**EXERCISE DIRECTIONS:** Take the lines below between the one holding "use mirror_git::FailureCategory;" and the one holding "if succeeded == outcomes.len()", inclusive, and copy them exactly. Add nothing.

**SUPPLIED MATERIAL:**
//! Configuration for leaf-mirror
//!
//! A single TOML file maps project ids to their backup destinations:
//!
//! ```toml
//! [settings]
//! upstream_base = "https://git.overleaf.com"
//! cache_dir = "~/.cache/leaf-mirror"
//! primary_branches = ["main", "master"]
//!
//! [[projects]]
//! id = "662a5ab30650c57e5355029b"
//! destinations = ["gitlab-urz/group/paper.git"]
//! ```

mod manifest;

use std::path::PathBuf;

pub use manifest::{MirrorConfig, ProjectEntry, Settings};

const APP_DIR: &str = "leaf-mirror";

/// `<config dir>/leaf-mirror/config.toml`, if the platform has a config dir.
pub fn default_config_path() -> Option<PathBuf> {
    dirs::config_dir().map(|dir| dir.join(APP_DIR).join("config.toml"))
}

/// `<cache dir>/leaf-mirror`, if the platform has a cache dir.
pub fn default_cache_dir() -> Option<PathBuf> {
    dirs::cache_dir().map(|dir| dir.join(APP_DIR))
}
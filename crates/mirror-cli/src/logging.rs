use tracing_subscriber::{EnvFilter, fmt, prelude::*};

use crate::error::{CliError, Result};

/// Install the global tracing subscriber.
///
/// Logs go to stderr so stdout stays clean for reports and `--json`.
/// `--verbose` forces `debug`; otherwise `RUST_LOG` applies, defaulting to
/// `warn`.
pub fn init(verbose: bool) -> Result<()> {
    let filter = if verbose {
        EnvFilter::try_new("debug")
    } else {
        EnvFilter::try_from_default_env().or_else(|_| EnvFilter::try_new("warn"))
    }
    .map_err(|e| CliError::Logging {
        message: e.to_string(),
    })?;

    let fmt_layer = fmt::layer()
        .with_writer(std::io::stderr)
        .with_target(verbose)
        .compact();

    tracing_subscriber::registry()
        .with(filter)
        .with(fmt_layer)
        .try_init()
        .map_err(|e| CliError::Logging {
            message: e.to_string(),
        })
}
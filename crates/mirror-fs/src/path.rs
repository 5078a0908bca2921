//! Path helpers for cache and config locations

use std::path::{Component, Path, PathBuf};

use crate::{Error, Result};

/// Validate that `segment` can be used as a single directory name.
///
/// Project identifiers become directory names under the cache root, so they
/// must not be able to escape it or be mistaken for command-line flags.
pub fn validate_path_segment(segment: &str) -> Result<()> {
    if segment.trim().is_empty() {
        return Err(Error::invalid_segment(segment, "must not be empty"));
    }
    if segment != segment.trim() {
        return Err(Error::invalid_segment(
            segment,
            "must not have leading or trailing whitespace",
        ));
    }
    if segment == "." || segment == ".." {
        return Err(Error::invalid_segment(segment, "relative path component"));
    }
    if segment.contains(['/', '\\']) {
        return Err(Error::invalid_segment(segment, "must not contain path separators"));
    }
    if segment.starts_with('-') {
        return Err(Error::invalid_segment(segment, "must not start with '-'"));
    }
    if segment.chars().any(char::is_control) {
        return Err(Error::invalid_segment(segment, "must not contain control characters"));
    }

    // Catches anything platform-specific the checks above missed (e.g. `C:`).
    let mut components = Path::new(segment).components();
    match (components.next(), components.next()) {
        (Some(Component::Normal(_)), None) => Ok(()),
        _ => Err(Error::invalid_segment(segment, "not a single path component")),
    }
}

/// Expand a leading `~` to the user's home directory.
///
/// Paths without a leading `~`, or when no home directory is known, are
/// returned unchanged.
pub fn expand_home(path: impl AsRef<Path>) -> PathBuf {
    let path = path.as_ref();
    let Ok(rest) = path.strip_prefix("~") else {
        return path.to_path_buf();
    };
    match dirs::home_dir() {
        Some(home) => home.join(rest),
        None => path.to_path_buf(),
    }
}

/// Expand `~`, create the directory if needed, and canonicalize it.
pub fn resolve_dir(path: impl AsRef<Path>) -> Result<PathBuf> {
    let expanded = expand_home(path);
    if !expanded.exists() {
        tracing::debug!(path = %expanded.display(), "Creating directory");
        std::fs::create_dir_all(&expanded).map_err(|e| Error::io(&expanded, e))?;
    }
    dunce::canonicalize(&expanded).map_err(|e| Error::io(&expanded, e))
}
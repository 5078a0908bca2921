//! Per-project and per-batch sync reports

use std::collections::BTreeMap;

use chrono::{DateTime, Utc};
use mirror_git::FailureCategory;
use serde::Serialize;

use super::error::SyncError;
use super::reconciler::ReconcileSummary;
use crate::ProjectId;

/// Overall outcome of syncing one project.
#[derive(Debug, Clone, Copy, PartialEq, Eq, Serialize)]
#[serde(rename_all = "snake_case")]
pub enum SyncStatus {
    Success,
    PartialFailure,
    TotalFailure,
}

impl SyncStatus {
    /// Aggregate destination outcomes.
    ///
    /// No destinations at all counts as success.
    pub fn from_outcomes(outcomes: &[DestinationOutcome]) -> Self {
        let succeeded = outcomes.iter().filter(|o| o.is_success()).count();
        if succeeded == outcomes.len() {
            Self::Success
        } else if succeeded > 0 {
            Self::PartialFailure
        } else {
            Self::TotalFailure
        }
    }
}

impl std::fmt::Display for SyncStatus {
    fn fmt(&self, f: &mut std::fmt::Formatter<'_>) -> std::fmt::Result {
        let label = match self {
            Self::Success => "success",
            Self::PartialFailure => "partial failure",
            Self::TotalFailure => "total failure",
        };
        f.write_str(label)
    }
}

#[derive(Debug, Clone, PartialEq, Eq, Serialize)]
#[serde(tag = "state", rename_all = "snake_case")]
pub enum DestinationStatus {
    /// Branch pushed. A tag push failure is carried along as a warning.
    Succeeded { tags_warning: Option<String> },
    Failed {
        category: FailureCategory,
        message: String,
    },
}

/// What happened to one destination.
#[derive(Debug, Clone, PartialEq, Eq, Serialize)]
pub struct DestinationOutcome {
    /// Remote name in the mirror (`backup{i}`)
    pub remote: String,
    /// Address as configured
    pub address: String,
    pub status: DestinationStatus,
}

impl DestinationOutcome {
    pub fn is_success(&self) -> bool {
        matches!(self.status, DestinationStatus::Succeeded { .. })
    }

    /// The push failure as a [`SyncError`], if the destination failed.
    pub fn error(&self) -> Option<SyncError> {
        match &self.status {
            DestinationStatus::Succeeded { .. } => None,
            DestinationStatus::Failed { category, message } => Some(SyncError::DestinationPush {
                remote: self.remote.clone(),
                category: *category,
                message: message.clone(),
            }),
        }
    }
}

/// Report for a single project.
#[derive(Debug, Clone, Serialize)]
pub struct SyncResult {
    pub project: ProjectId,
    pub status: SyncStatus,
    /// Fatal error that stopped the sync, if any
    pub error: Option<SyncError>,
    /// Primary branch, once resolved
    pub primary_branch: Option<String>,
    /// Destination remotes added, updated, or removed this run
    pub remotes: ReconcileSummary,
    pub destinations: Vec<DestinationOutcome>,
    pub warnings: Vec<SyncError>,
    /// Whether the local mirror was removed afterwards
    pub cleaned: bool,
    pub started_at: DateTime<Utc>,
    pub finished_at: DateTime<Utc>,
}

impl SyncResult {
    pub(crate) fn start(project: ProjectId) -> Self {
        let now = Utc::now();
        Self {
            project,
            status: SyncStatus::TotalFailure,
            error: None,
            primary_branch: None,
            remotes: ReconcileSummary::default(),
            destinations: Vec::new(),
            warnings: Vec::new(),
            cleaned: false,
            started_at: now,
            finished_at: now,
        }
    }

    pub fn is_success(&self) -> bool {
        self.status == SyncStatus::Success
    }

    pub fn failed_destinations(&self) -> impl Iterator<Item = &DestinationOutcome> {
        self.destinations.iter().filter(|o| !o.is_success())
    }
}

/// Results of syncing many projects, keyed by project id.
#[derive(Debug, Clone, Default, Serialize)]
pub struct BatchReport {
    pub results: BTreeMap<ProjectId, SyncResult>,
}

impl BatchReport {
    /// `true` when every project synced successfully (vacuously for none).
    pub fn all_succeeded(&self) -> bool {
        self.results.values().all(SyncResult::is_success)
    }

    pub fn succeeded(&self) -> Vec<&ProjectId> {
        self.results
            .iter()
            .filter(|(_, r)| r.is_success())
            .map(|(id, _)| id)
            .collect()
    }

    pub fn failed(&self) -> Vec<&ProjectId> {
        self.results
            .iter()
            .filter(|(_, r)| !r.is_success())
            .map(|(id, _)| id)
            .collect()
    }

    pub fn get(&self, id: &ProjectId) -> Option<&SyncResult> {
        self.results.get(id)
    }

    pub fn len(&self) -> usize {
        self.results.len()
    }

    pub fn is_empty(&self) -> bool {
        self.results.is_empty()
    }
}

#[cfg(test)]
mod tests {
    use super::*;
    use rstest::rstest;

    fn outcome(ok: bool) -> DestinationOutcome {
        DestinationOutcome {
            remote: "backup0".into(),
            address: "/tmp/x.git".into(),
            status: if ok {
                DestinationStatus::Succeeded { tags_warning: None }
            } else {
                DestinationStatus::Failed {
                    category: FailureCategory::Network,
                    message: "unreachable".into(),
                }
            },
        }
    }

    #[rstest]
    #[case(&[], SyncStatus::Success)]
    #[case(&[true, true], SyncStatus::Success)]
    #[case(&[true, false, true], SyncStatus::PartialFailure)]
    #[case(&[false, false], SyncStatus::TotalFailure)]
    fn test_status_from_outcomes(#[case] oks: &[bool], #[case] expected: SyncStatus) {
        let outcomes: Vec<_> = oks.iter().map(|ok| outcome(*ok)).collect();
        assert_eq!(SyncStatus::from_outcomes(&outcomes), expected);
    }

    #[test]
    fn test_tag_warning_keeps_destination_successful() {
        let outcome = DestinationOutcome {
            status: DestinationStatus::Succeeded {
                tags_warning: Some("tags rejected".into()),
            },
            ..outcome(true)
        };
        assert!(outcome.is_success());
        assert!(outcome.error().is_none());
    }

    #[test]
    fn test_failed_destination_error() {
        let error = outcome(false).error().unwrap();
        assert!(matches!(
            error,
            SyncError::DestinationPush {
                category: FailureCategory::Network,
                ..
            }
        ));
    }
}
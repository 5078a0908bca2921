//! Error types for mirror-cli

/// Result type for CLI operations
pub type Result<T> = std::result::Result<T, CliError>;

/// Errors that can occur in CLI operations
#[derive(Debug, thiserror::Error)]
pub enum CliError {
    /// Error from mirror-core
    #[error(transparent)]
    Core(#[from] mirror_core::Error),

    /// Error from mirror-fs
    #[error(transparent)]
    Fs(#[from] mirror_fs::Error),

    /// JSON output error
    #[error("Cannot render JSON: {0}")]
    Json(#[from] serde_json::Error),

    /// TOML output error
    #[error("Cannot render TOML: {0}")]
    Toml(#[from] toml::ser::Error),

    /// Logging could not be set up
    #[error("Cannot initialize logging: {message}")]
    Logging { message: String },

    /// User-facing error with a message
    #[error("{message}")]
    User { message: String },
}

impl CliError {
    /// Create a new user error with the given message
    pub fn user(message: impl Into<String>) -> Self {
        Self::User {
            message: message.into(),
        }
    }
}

**ANSWER AREA:**
use mirror_git::FailureCategory;
use serde::Serialize;

use super::error::SyncError;
use super::reconciler::ReconcileSummary;
use crate::ProjectId;

/// Overall outcome of syncing one project.
#[derive(Debug, Clone, Copy, PartialEq, Eq, Serialize)]
#[serde(rename_all = "snake_case")]
pub enum SyncStatus {
    Success,
    PartialFailure,
    TotalFailure,
}

impl SyncStatus {
    /// Aggregate destination outcomes.
    ///
    /// No destinations at all counts as success.
    pub fn from_outcomes(outcomes: &[DestinationOutcome]) -> Self {
        let succeeded = outcomes.iter().filter(|o| o.is_success()).count();
        if succeeded == outcomes.len() {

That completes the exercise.